Superior Court rules against Stand4Marriage initiative effort

D.C. Superior Court Judge Judith Macaluso ruled this afternoon, Jan. 14, that the initiative sought by Bishop Harry Jackson on behalf of the Stand4Marriage D.C. Coalition to limit marriage in the District to one man and one woman is not an allowed topic for a ballot measure.

The ruling upholds the D.C. Board of Elections and Ethics (BOEE) decision this past fall that District law prohibits initiatives that would have the effect of violating the D.C. Human Rights Act (HRA). As Macaluso today wrote for the court, ”the initiative would deprive only same-sex individuals of the legal status, rights, and privileges they enjoy as married persons.” Because that is a clear violation of the HRA, the court found, ”The Board properly rejected the proposed initiative on this ground.”

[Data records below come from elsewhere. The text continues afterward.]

//! Frontmatter detection and parsing.
//!
//! Two block styles are recognized at the top of a markdown file:
//!
//! ```text
//! ---                      +++
//! title: Hello             title = "Hello"
//! layout: ../Custom.astro  tags = ["rust"]
//! ---                      +++
//! ```
//!
//! Fences must sit on a line of their own. Both styles are converted to a
//! JSON mapping that keeps the author's key order.

use serde_json::{Number, Value};
use serde_yaml::{Mapping, Value as Yaml};
use thiserror::Error;

use super::Frontmatter;

/// Which fence a document's frontmatter used.
#[derive(Debug, Clone, Copy, PartialEq, Eq, Default, serde::Serialize)]
#[serde(rename_all = "lowercase")]
pub enum FrontmatterFormat {
    /// `---` fenced YAML mapping.
    Yaml,
    /// `+++` fenced TOML table.
    Toml,
    /// No frontmatter block.
    #[default]
    None,
}

/// Why a frontmatter block could not be turned into a mapping.
#[derive(Debug, Error)]
pub enum ParseError {
    #[error(transparent)]
    Toml(#[from] toml::de::Error),

    #[error(transparent)]
    Yaml(#[from] serde_yaml::Error),

    #[error("frontmatter must be a key/value mapping")]
    NotMapping,
}

/// Split `content` into `(frontmatter, body, format)`.
///
/// Returns `None` when the document has no frontmatter block, including
/// when the opening fence is never closed.
pub fn split(content: &str) -> Option<(&str, &str, FrontmatterFormat)> {
    let trimmed = content.trim_start();
    let (first, rest) = trimmed.split_once('\n')?;

    let fence = first.trim();
    let format = match fence {
        "---" => FrontmatterFormat::Yaml,
        "+++" => FrontmatterFormat::Toml,
        _ => return None,
    };

    let mut offset = 0;
    for line in rest.split_inclusive('\n') {
        if line.trim() == fence {
            let fm = &rest[..offset];
            let body = rest[offset + line.len()..].trim_start_matches(['\r', '\n']);
            return Some((fm, body, format));
        }
        offset += line.len();
    }

    None
}

/// Parse the frontmatter block of `content`.
///
/// Returns the mapping, the body and the detected format. A document
/// without a block yields an empty mapping and the whole content as body.
pub fn parse(content: &str) -> Result<(Frontmatter, &str, FrontmatterFormat), ParseError> {
    let Some((fm, body, format)) = split(content) else {
        return Ok((Frontmatter::new(), content, FrontmatterFormat::None));
    };

    let map = match format {
        FrontmatterFormat::Toml => parse_toml(fm)?,
        _ => parse_yaml(fm)?,
    };

    Ok((map, body, format))
}

/// Parse a YAML block. An empty block is an empty mapping.
fn parse_yaml(content: &str) -> Result<Frontmatter, ParseError> {
    if content.trim().is_empty() {
        return Ok(Frontmatter::new());
    }

    match serde_yaml::from_str::<Yaml>(content)? {
        Yaml::Null => Ok(Frontmatter::new()),
        Yaml::Mapping(map) => Ok(mapping_to_json(map)),
        _ => Err(ParseError::NotMapping),
    }
}

fn mapping_to_json(map: Mapping) -> Frontmatter {
    map.into_iter()
        .map(|(key, value)| (yaml_key(key), yaml_to_json(value)))
        .collect()
}

/// JSON keys are strings; other scalar keys keep their YAML spelling.
fn yaml_key(key: Yaml) -> String {
    match key {
        Yaml::String(s) => s,
        other => serde_yaml::to_string(&other)
            .map(|s| s.trim_end().to_string())
            .unwrap_or_default(),
    }
}

/// Convert a YAML value to JSON. Tags are dropped.
fn yaml_to_json(value: Yaml) -> Value {
    match value {
        Yaml::Null => Value::Null,
        Yaml::Bool(b) => Value::Bool(b),
        Yaml::Number(n) => {
            if let Some(i) = n.as_i64() {
                Value::from(i)
            } else if let Some(u) = n.as_u64() {
                Value::from(u)
            } else {
                n.as_f64()
                    .and_then(Number::from_f64)
                    .map_or(Value::Null, Value::Number)
            }
        }
        Yaml::String(s) => Value::String(s),
        Yaml::Sequence(seq) => Value::Array(seq.into_iter().map(yaml_to_json).collect()),
        Yaml::Mapping(map) => Value::Object(mapping_to_json(map)),
        Yaml::Tagged(tagged) => yaml_to_json(tagged.value),
    }
}

/// Parse TOML frontmatter into a JSON mapping.
fn parse_toml(content: &str) -> Result<Frontmatter, ParseError> {
    let table: toml::Table = toml::from_str(content)?;
    Ok(table
        .into_iter()
        .map(|(key, value)| (key, toml_to_json(value)))
        .collect())
}

/// Convert a TOML value to JSON. Datetimes become their TOML string form.
fn toml_to_json(value: toml::Value) -> Value {
    match value {
        toml::Value::String(s) => Value::String(s),
        toml::Value::Integer(i) => Value::from(i),
        toml::Value::Float(f) => Number::from_f64(f).map_or(Value::Null, Value::Number),
        toml::Value::Boolean(b) => Value::Bool(b),
        toml::Value::Datetime(dt) => Value::String(dt.to_string()),
        toml::Value::Array(arr) => Value::Array(arr.into_iter().map(toml_to_json).collect()),
        toml::Value::Table(table) => Value::Object(
            table
                .into_iter()
                .map(|(k, v)| (k, toml_to_json(v)))
                .collect(),
        ),
    }
}
//! Check command: validate config and run the frontmatter pass.
//!
//! Config validation already ran while loading; this reports what the
//! pass would hand to the templates and fails if any document is unreadable.

use anyhow::{Result, bail};

use crate::config::SiteConfig;
use crate::content::{collect_content_files, process_files};
use crate::integration;
use crate::{debug, debug_do, log};
use crate::page::FrontmatterError;
use crate::pipeline::TransformPipeline;
use crate::utils::plural_count;

pub fn check_site(config: &SiteConfig) -> Result<()> {
    log!("check"; "config {}", config.config_path.display());

    for integration in integration::registered(config) {
        log!("check"; "integration {}: {}", integration.name, integration.command_line());
    }

    let pipeline = TransformPipeline::from_config(&config.markdown);
    if pipeline.is_empty() {
        log!("warning"; "no transforms registered, documents pass through unchanged");
    } else {
        log!("check"; "transforms: [{}]", pipeline.names().join(", "));
    }

    let files = collect_content_files(&[], &config.build.content)?;
    let pass = process_files(&files, &pipeline);

    log!(
        "check";
        "{} processed, {} received the default layout",
        plural_count(pass.documents.len(), "document"),
        pass.defaulted_count()
    );

    debug_do! {
        for processed in &pass.documents {
            debug!("layout"; "{} ({}) -> {}",
                config.root_relative(&processed.doc.path).display(),
                processed.doc.title().unwrap_or("untitled"),
                processed.doc.layout().unwrap_or("-"));
        }
    }

    for failure in &pass.failures {
        log!("error"; "{}", error_chain(failure));
    }

    if !pass.failures.is_empty() {
        bail!("{} could not be read", plural_count(pass.failures.len(), "document"));
    }

    Ok(())
}

/// Render a failure with its source chain on one line.
fn error_chain(failure: &FrontmatterError) -> String {
    use std::error::Error;

    let mut message = failure.to_string();
    let mut source = failure.source();
    while let Some(err) = source {
        message.push_str(": ");
        message.push_str(&err.to_string());
        source = err.source();
    }
    message
}

#[cfg(test)]
mod tests {
    use super::*;
    use std::io::{Error, ErrorKind};
    use std::path::PathBuf;

    #[test]
    fn test_error_chain_includes_source() {
        let failure = FrontmatterError::Io(
            PathBuf::from("posts/a.md"),
            Error::new(ErrorKind::PermissionDenied, "denied"),
        );
        assert_eq!(error_chain(&failure), "IO error when reading `posts/a.md`: denied");
    }

    #[test]
    fn test_check_site_reports_unreadable_documents() {
        let dir = tempfile::tempdir().unwrap();
        std::fs::write(dir.path().join("ok.md"), "---\ntitle: Ok\n---\n").unwrap();
        std::fs::write(dir.path().join("bad.md"), "+++\ntitle = \n+++\n").unwrap();

        let mut config = SiteConfig::default();
        config.build.content = dir.path().to_path_buf();
        assert!(check_site(&config).is_err());

        std::fs::remove_file(dir.path().join("bad.md")).unwrap();
        assert!(check_site(&config).is_ok());
    }
}
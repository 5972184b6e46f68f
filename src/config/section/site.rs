//! `[site]` section configuration.
//!
//! # Example
//!
//! ```toml
//! [site]
//! title = "Enigma Bits"
//! author = "Alice"
//! url = "https://example.github.io/blog"
//! # base = "/blog/"   # derived from url when omitted
//! ```

use serde::{Deserialize, Serialize};

use crate::config::util::{extract_url_path, normalize_base};
use crate::config::{ConfigDiagnostics, FieldPath};

/// Site metadata shared by every page.
#[derive(Debug, Clone, Default, Serialize, Deserialize)]
#[serde(default)]
pub struct SiteInfoConfig {
    /// Site title.
    pub title: String,

    /// Site description.
    pub description: String,

    /// Author name.
    pub author: String,

    /// Deployed site URL (e.g., "https://example.com").
    pub url: Option<String>,

    /// Path prefix the site is served under (e.g., "/blog/").
    pub base: Option<String>,
}

/// Field paths of [`SiteInfoConfig`] for diagnostics.
pub struct SiteInfoFields {
    pub url: FieldPath,
    pub base: FieldPath,
}

impl SiteInfoConfig {
    pub const FIELDS: SiteInfoFields = SiteInfoFields {
        url: FieldPath::new("site.url"),
        base: FieldPath::new("site.base"),
    };

    /// Path prefix pages are served under, always `/`-delimited.
    ///
    /// An explicit `base` wins; otherwise the path component of `url`;
    /// otherwise `/`.
    pub fn resolved_base(&self) -> String {
        let raw = match (&self.base, &self.url) {
            (Some(base), _) => base.clone(),
            (None, Some(url)) => extract_url_path(url).unwrap_or_default(),
            (None, None) => String::new(),
        };
        normalize_base(&raw)
    }

    /// Validate site configuration.
    ///
    /// # Checks
    /// - `url` must be an http(s) URL with a host
    /// - `base` must not contain `..` segments
    pub fn validate(&self, diag: &mut ConfigDiagnostics) {
        if let Some(url_str) = &self.url {
            match url::Url::parse(url_str) {
                Ok(parsed) => {
                    if !matches!(parsed.scheme(), "http" | "https") {
                        diag.error_with_hint(
                            Self::FIELDS.url,
                            format!(
                                "scheme '{}' not supported, must be http or https",
                                parsed.scheme()
                            ),
                            "use format like https://example.com",
                        );
                    }
                    if parsed.host_str().is_none() {
                        diag.error_with_hint(
                            Self::FIELDS.url,
                            "URL must have a valid host",
                            "use format like https://example.com",
                        );
                    }
                }
                Err(e) => {
                    diag.error_with_hint(
                        Self::FIELDS.url,
                        format!("invalid URL: {e}"),
                        "use format like https://example.com",
                    );
                }
            }
        }

        if let Some(base) = &self.base
            && base.split('/').any(|segment| segment == "..")
        {
            diag.error(Self::FIELDS.base, format!("`..` is not allowed in base: {base}"));
        }

        if let (Some(base), Some(url)) = (&self.base, &self.url)
            && let Some(url_path) = extract_url_path(url)
            && !url_path.is_empty()
            && normalize_base(base) != normalize_base(&url_path)
        {
            diag.warn(
                Self::FIELDS.base,
                format!("differs from the path of {} ({url_path}), base wins", Self::FIELDS.url),
            );
        }
    }
}

#[cfg(test)]
mod tests {
    use super::*;
    use crate::config::test_parse_config;

    #[test]
    fn test_defaults() {
        let config = test_parse_config("");
        assert_eq!(config.site.title, "Test");
        assert!(config.site.url.is_none());
        assert_eq!(config.site.resolved_base(), "/");
    }

    #[test]
    fn test_base_derived_from_url() {
        let config = test_parse_config("url = \"https://example.github.io/blog\"");
        assert_eq!(config.site.resolved_base(), "/blog/");
    }

    #[test]
    fn test_explicit_base_wins() {
        let config = test_parse_config("url = \"https://example.com/a\"\nbase = \"b\"");
        assert_eq!(config.site.resolved_base(), "/b/");
    }

    #[test]
    fn test_validate_bad_scheme() {
        let site = SiteInfoConfig {
            url: Some("ftp://example.com".into()),
            ..Default::default()
        };
        let mut diag = ConfigDiagnostics::new();
        site.validate(&mut diag);
        assert_eq!(diag.len(), 1);
        assert_eq!(diag.errors()[0].field, SiteInfoConfig::FIELDS.url);
    }

    #[test]
    fn test_validate_invalid_url() {
        let site = SiteInfoConfig {
            url: Some("not a url".into()),
            ..Default::default()
        };
        let mut diag = ConfigDiagnostics::new();
        site.validate(&mut diag);
        assert!(diag.has_errors());
    }

    #[test]
    fn test_validate_base_parent_segment() {
        let site = SiteInfoConfig {
            base: Some("/blog/../etc".into()),
            ..Default::default()
        };
        let mut diag = ConfigDiagnostics::new();
        site.validate(&mut diag);
        assert_eq!(diag.errors()[0].field, SiteInfoConfig::FIELDS.base);
    }

    #[test]
    fn test_validate_mismatch_is_warning_only() {
        let site = SiteInfoConfig {
            url: Some("https://example.com/a".into()),
            base: Some("/b/".into()),
            ..Default::default()
        };
        let mut diag = ConfigDiagnostics::new();
        site.validate(&mut diag);
        assert!(!diag.has_errors());
        assert_eq!(diag.warnings().len(), 1);
    }
}
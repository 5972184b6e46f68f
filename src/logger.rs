//! Logging utilities with colored output.
//!
//! This module provides:
//! - `log!` macro for formatted terminal output with colored prefixes
//! - `debug!` macro, only printed with `--verbose`
//! - `debug_do!` for skipping expensive debug work when not verbose
//!
//! # Example
//!
//! ```ignore
//! log!("check"; "scanned {} documents", count);
//! debug!("layout"; "defaulted {}", path.display());
//! ```

use crossterm::{
    execute,
    terminal::{Clear, ClearType},
};
use owo_colors::{OwoColorize, Stream, Style};
use parking_lot::{Mutex, const_mutex};
use std::{
    io::{Write, stderr},
    sync::atomic::{AtomicBool, Ordering},
};

/// Global verbose flag (set by --verbose CLI argument)
static VERBOSE: AtomicBool = AtomicBool::new(false);

/// Serializes log lines written from rayon workers.
static OUTPUT: Mutex<()> = const_mutex(());

/// Set verbose mode globally
pub fn set_verbose(v: bool) {
    VERBOSE.store(v, Ordering::SeqCst);
}

/// Check if verbose mode is enabled
pub fn is_verbose() -> bool {
    VERBOSE.load(Ordering::SeqCst)
}

// ============================================================================
// Log Macro
// ============================================================================

/// Log a message with a colored module prefix
///
/// # Usage
/// ```ignore
/// log!("module"; "message with {} formatting", args);
/// ```
#[macro_export]
macro_rules! log {
    ($module:expr; $($arg:tt)*) => {{
        $crate::logger::log($module, &format!($($arg)*))
    }};
}

/// Log a debug message (only shown when --verbose is enabled)
///
/// # Usage
/// ```ignore
/// debug!("module"; "debug info: {}", value);
/// ```
#[macro_export]
macro_rules! debug {
    ($module:expr; $($arg:tt)*) => {{
        if $crate::logger::is_verbose() {
            $crate::logger::log($module, &format!($($arg)*))
        }
    }};
}

/// Execute code only when --verbose is enabled
///
/// # Usage
/// ```ignore
/// debug_do! {
///     let names = pipeline.names().join(", ");
///     debug!("pipeline"; "transforms: {}", names);
/// }
/// ```
#[macro_export]
macro_rules! debug_do {
    ($($body:tt)*) => {{
        if $crate::logger::is_verbose() {
            $($body)*
        }
    }};
}

// ============================================================================
// Helper Functions
// ============================================================================

/// Log a message with a colored module prefix.
///
/// Logs go to stderr so that `query` output on stdout stays machine-readable.
#[inline]
pub fn log(module: &str, message: &str) {
    let module_lower = module.to_ascii_lowercase();
    let prefix = colorize_prefix(module, &module_lower);

    let _guard = OUTPUT.lock();
    let mut out = stderr().lock();
    execute!(out, Clear(ClearType::UntilNewLine)).ok();
    writeln!(out, "{prefix} {message}").ok();
    out.flush().ok();
}

/// Apply color to a module prefix based on module type
///
/// Honors `--color` through owo-colors' global override.
#[inline]
fn colorize_prefix(module: &str, module_lower: &str) -> String {
    let prefix = format!("[{module}]");
    let style = match module_lower {
        "error" => Style::new().bright_red().bold(),
        "warning" => Style::new().bright_magenta().bold(),
        "hint" => Style::new().bright_cyan().bold(),
        "layout" | "pipeline" => Style::new().bright_green().bold(),
        _ => Style::new().bright_yellow().bold(),
    };
    prefix
        .if_supports_color(Stream::Stderr, |p| p.style(style))
        .to_string()
}
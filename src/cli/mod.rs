//! Command-line interface module.

mod args;
pub mod check;
pub mod info;
pub mod init;
pub mod query;

pub use args::{Cli, Commands, QueryArgs};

The main issue in the case is whether the Initiative, Referendum and Recall Procedures Act (IPA), which included the HRA restriction on initiatives, implemented the Charter Amendments Act (CAA) or amended it. As the Court noted, ”If the IPA merely carried out the purpose of the CAA when requiring initiatives to comply with the Human Rights Act, the requirement is valid.” The court, after more than eight pages of analysis, determined that the IPA Human Rights Act restriction ”is consistent with the intent of the CAA and does not impermissibly create a new exception to the initiative right.”

Because of that, the BOEE was correct, the court found, to reject the proposed initiative because of the violation of the Human Rights Act it would create.

The court also found agreement with the other argument put forth by the District, that ”the initiative runs afoul of an implied exclusion barring provisions that violates the state’s law.”

Finally, the court mentioned, Dean v. District of Columbia, the 1995 ruling from the D.C. Court of Appeals rejecting an argument that same-sex couples were not excluded from marriage. The court found that changes made to District law since then mean that ”Dean’s holding is no longer controlling.”

Tom Williamson of Covington Burling LLP, counsel for the Campaign for All D.C. Families, said in a statement,” Macaluso applied the law impartially in this case, recognizing the D.C. Council’s right to define the initiative process consistent with the D.C. Charter.”

Williamson said, ”The decision upholds the Council’s right to broadly protect human rights for all District residents.”

The ruling, which comes only eight days after Macaluso heard arguments in court on the matter, is almost certain to be appealed to the D.C. Court of Appeals. This ruling was unrelated to the referendum that was filed by Jackson’s group Wednesday, Jan. 6.